Wednesday, May 25, 2016

"Excuse me 7"

We found out yesterday that Katie will start fifth grade in the Enhanced Learning (aka, Gifted) Program at school. She's super excited about this opportunity to meet some kids with similar interests and intensities. She's struggled with her peer relationships in the classroom since first grade, complaining that nobody understands her and she feels weird and alone. Here's an excellent post about the emotional intensity that often accompanies intellectual intensity:
Giftedness has an emotional as well as intellectual component. Intellectual complexity goes hand in hand with emotional depth. Just as gifted children’s thinking is more complex and has more depth than other children’s, so too are their emotions more complex and more intense. 
Complexity can be seen in the vast range of emotions that gifted children can experience at any one time and the intensity is evident in the “full-on-ness” about everything with which parents and teachers of the gifted children are so familiar. 
Emotional intensity in the gifted is not a matter of feeling more than other people, but a different way of experiencing the world: vivid, absorbing, penetrating, encompassing, complex, commanding – a way of being quiveringly alive. 
Emotional intensity can be expressed in many different ways: 
as intensity of feeling – positive feelings, negative feelings, both positive and negative feelings together, extremes of emotion, complex emotion that seemingly move from one feeling to another over a short time period, identification with the feelings of other people, laughing and crying together 
in the body – the body mirrors the emotions and feelings are often expressed as bodily symptoms such as tense stomach, sinking heart, blushing, headache, nausea 
inhibition – timidity and shyness 
strong affective memory – emotionally intense children can remember the feelings that accompanied an incident and will often relive and ‘re-feel’ them long afterward 
fears and anxieties, feelings of guilt, feelings of being out of control
concerns with death, depressive moods
 
emotional ties and attachments to others, empathy and concern for others, sensitivity in relationships, attachment to animals, difficulty in adjusting to new environments, loneliness, conflicts with others over the depth of relationships 
critical self-evaluation and self-judgment, feelings of inadequacy and inferiority 
Many people seem unaware that intense emotions are part of giftedness and little attention is paid to emotional intensity. Historically the expression of intense feelings has been seen a sign of emotional instability rather than as evidence of a rich inner life. The traditional Western view is of emotions and intellect as separate and contradictory entities, there is however, an inextricable link between emotions and intellect and, combined, they have a profound effect on gifted people. It is emotional intensity that fuels joy in life, passion for learning, the drive for expression of a talent area, the motivation for achievement. 
Feeling everything more deeply than others do can both be painful and frightening. Emotionally intense gifted people often feel abnormal. “There must be something wrong with me… maybe I’m crazy… nobody else seems to feel like this.” Emotionally intense gifted people often experience intense inner conflict, self-criticism, anxiety and feelings of inferiority. The medical community tends to see these conflicts as symptoms and labels gifted people neurotic. They are however an intrinsic part of being gifted and provide the drive that gifted people have for personal growth and achievement. 
It is vitally important that gifted children are taught to see their heightened sensitivity to things that happen in the world as a normal response for them. If this is not made clear to them they may see their own intense experiences as evidence that something is wrong with them.
Last night, Will and I were talking about how proud we are of Katie's growth, and how excited we are for her future. He asked me, "Are you proud to find out our kid is gifted."

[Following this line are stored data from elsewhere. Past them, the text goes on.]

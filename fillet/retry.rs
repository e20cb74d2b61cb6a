use crate::metrics::SystemMetrics;
use crate::{Error, Result};

use log::warn;

use std::io;
use std::time::Duration;

#[derive(Copy, Clone, Debug, PartialEq)]
pub struct RetryPolicy {
    /// Retries allowed for a single chunk.
    pub io_retries: u32,
    /// Retries allowed for the whole run.
    pub error_budget: u32,
    pub delay: Duration,
}

impl Default for RetryPolicy {
    fn default() -> Self {
        Self {
            io_retries: 0,
            error_budget: 10,
            delay: Duration::from_millis(10),
        }
    }
}

/// Tracks the run-global error budget across chunk writes.
#[derive(Debug)]
pub struct RetryState {
    policy: RetryPolicy,
    budget_left: u32,
}

impl RetryState {
    pub fn new(policy: RetryPolicy) -> Self {
        Self {
            policy,
            budget_left: policy.error_budget,
        }
    }

    pub fn budget_left(&self) -> u32 {
        self.budget_left
    }

    /// Runs `op` until it succeeds. Every retry consumes one unit of the per-chunk allowance and
    /// one unit of the global budget; running out of either turns the last failure fatal.
    pub fn run<F>(&mut self, metrics: &dyn SystemMetrics, mut op: F) -> Result<()>
    where
        F: FnMut() -> io::Result<()>,
    {
        let mut retries_left = self.policy.io_retries;
        loop {
            let err = match op() {
                Ok(()) => return Ok(()),
                Err(e) => e,
            };
            if retries_left == 0 || self.budget_left == 0 {
                return Err(Error::from(err));
            }
            retries_left -= 1;
            self.budget_left -= 1;
            warn!(
                "Write failed ({}), retrying ({} left for this chunk, {} left overall)",
                err, retries_left, self.budget_left
            );
            metrics.sleep(self.policy.delay);
        }
    }
}
use std::time::Duration;

pub fn b2mib(bytes: u64) -> f64 {
    bytes as f64 / (1024.0 * 1024.0)
}

pub fn dur2sec(d: &Duration) -> f64 {
    d.as_secs_f64()
}

/// Bytes per second, or zero when no time has passed.
pub fn throughput(bytes: u64, d: &Duration) -> f64 {
    let secs = dur2sec(d);
    if secs > 0.0 {
        bytes as f64 / secs
    } else {
        0.0
    }
}
/// Produces the token stream of word mode.
pub trait Tokens: Send {
    fn next_token(&mut self) -> Result<String>;

    fn fork(&mut self) -> Option<Box<dyn Tokens>> {
        None
    }
}

/// Turns tokens into bytes: encoding plus newline insertion.
#[derive(Clone)]
pub struct TextEncoder {
    encoding: EncodingRef,
    newline_mode: NewlineMode,
    newline: &'static str,
}

pub struct TokenSource {
    tokens: Box<dyn Tokens>,
    text: TextEncoder,
}

pub struct PatternSource {
    mode: PumpMode,
    chunk: usize,
    rng: StdRng,
}

/// Builds a fresh source for every target from the same options.
pub struct SourceFactory {
    kind: Kind,
    text: TextEncoder,
    rng: StdRng,
}

enum Kind {
    Pattern(PumpMode, usize),
    Fixed(String),
    RandomCase(String),
    Cycle(Arc<Vec<String>>),
    Weighted(Arc<Vec<String>>, Option<WeightedIndex<f64>>),
    Markov(Arc<Markov>),
    Stream(Vec<PathBuf>),
}

struct Fixed(String);

struct RandomCase {
    word: String,
    rng: StdRng,
}

struct Cycle {
    words: Arc<Vec<String>>,
    pos: usize,
}

struct Weighted {
    words: Arc<Vec<String>>,
    dist: Option<WeightedIndex<f64>>,
    rng: StdRng,
}

/// Word-level n-gram model.
pub struct Markov {
    transitions: HashMap<Vec<String>, Vec<String>>,
    prefixes: Vec<Vec<String>>,
}

struct MarkovTokens {
    model: Arc<Markov>,
    prefix: Vec<String>,
    rng: StdRng,
}

/// Streams the lines of several dictionaries in order without loading them.
struct DictStream {
    paths: Vec<PathBuf>,
    encoding: EncodingRef,
    idx: usize,
    reader: Option<BufReader<File>>,
    yielded: bool,
}

impl TextEncoder {
    pub fn new(encoding: EncodingRef, newline_mode: NewlineMode, newline: &'static str) -> Self {
        Self {
            encoding,
            newline_mode,
            newline,
        }
    }

    fn encode_str(&self, s: &str) -> Result<Vec<u8>> {
        self.encoding
            .encode(s, EncoderTrap::Replace)
            .map_err(|e| Error::from(format!("Unable to encode '{}': {}", s, e)))
    }

    pub fn encode(&self, token: &str) -> Result<Chunk> {
        let nl = self.newline.as_bytes();
        match self.newline_mode {
            NewlineMode::None => self.encode_str(token),
            NewlineMode::Word => {
                let mut bytes = self.encode_str(token)?;
                bytes.extend_from_slice(nl);
                Ok(bytes)
            }
            NewlineMode::Char => {
                let mut bytes = Vec::new();
                let mut buf = [0u8; 4];
                for c in token.chars() {
                    bytes.extend(self.encode_str(c.encode_utf8(&mut buf))?);
                    bytes.extend_from_slice(nl);
                }
                Ok(bytes)
            }
        }
    }
}

impl TokenSource {
    pub fn new(tokens: Box<dyn Tokens>, text: TextEncoder) -> Self {
        Self { tokens, text }
    }
}

impl ChunkSource for TokenSource {
    fn next_chunk(&mut self) -> Result<Chunk> {
        let token = self.tokens.next_token()?;
        self.text.encode(&token)
    }

    fn fork(&mut self) -> Option<Box<dyn ChunkSource>> {
        let tokens = self.tokens.fork()?;
        Some(Box::new(TokenSource::new(tokens, self.text.clone())))
    }
}

impl PatternSource {
    pub fn new(mode: PumpMode, chunk: usize, rng: StdRng) -> Self {
        Self { mode, chunk, rng }
    }

    fn fill(&mut self, mode: PumpMode) -> Chunk {
        match mode {
            PumpMode::Bin1 => vec![0xFF; self.chunk],
            PumpMode::Bin0 | PumpMode::Word => vec![0; self.chunk],
            PumpMode::RandBin => {
                let mut buf = vec![0; self.chunk];
                self.rng.fill_bytes(&mut buf);
                buf
            }
            // Printable ASCII without whitespace.
            PumpMode::RandUtf8 => (0..self.chunk)
                .map(|_| self.rng.gen_range(0x21u8..=0x7e))
                .collect(),
            PumpMode::RandHex => {
                let mut raw = vec![0; hex_len(self.chunk) / 2];
                self.rng.fill_bytes(&mut raw);
                hex::encode(raw).into_bytes()
            }
            PumpMode::Random => {
                let modes = [
                    PumpMode::Bin1,
                    PumpMode::Bin0,
                    PumpMode::RandBin,
                    PumpMode::RandUtf8,
                    PumpMode::RandHex,
                ];
                let pick = modes[self.rng.gen_range(0..modes.len())];
                self.fill(pick)
            }
        }
    }
}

"I've known she was gifted for a long time. I didn't need her to take any test to tell me that. I started to figure it out when she was about two," I said.

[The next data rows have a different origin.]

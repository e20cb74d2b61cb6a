extern crate cfg_if;

use cfg_if::cfg_if;

#[cfg(test)]
#[macro_use]
mod common;

cfg_if! {
    if #[cfg(test)] {
        extern crate encoding;
        extern crate fillet;
        extern crate fillet_driver;
        extern crate flate2;
        extern crate json;
        extern crate rand;

        mod admission;
        mod bench;
        mod cli;
        mod concurrent;
        mod pipeline;
        mod ram_buffer;
        mod sources;
        mod stream;
        mod throttle;
    }
}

"You mean when she memorized Goodnight Moon and 'read' it to us?" Will asked.



"Yeah, but also, remember that time she said, 'excuse me 7' to the magnet in our fridge?"

Katie, age 2

When Katie was two, she went through this phase of storing random objects inside the refrigerator. You'd open the door to get some half and half for your coffee and find your car keys.  Time to make lunch?  Oh, there's my hairbrush.  At least she didn't store her used diapers in there like she did in her play kitchen.  It's such a fun age when they learn how to take off their diaper after taking a crap, but they haven't quite learned what to do with it.

One day Katie opened the refrigerator to grab her cup of milk. On a shelf inside she'd left one of those plastic magnets you get with the set of ABCs and 123s.  The kind kids like to drop onto the floor for you to step on, put in their mouths to freak you out, lose under your frightfully dirty refrigerator.  Or, in our case, the kid likes to hide them in the fridge. As Katie reached for the cup, her hand passed over the magnet.  She said, "Excuse me L." Then she paused, picked up the magnet, flipped it over and said, "Oh, excuse me 7."

Brilliant AND polite. We're so proud of our Katie Bug.